- **Problem requirements**: Only lines below containing the string "inquirer" should be counted; please give that count by itself.

- - -

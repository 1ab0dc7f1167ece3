//! Export orchestration
//!
//! This module provides the core export logic:
//! - Job and worker state ([`job`], [`worker`])
//! - Inquiry of the concept source ([`inquirer`])
//! - CSV buffering ([`encoder`])
//! - The job driver ([`exporter`]) and its service wiring ([`service`])

pub mod encoder;
pub mod exporter;
pub mod inquirer;
pub mod job;
pub mod service;
pub mod worker;

pub use encoder::{CsvExporter, RecordEncoder};
pub use exporter::FullExporter;
pub use inquirer::{Inquirer, SourceInquirer};
pub use job::{Job, JobSnapshot, State, WorkerSnapshot};
pub use service::ExportService;
pub use worker::{FanIn, Signal, Worker, WorkerChannels, WorkerFeed};
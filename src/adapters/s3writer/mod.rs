//! Export RW S3 adapter
//!
//! Publishes finished CSV files through the S3 writer service.

pub mod client;

pub use client::S3WriterClient;
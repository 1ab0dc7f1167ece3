//! Domain models and types for the concept exporter.
//!
//! The domain layer provides:
//! - **Strongly-typed identifiers** ([`ConceptType`], [`JobId`], [`TransactionId`])
//! - **The exported record** ([`Concept`])
//! - **Error types** ([`ExporterError`], [`SourceError`], [`PublishError`])
//! - **Result type alias** ([`Result`])
//!
//! # Type Safety
//!
//! Concept types are validated on construction because they are interpolated
//! into graph queries:
//!
//! ```rust
//! use concept_exporter::domain::ConceptType;
//!
//! # fn example() -> Result<(), Box<dyn std::error::Error>> {
//! let brand = ConceptType::new("Brand")?;
//! assert!(ConceptType::new("Brand Person").is_err());
//! # Ok(())
//! # }
//! ```

pub mod concept;
pub mod errors;
pub mod ids;
pub mod result;

// Re-export commonly used types for convenience
pub use concept::Concept;
pub use errors::{ExporterError, PublishError, SourceError};
pub use ids::{ConceptType, JobId, TransactionId};
pub use result::Result;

- - -

- **Task output**: 3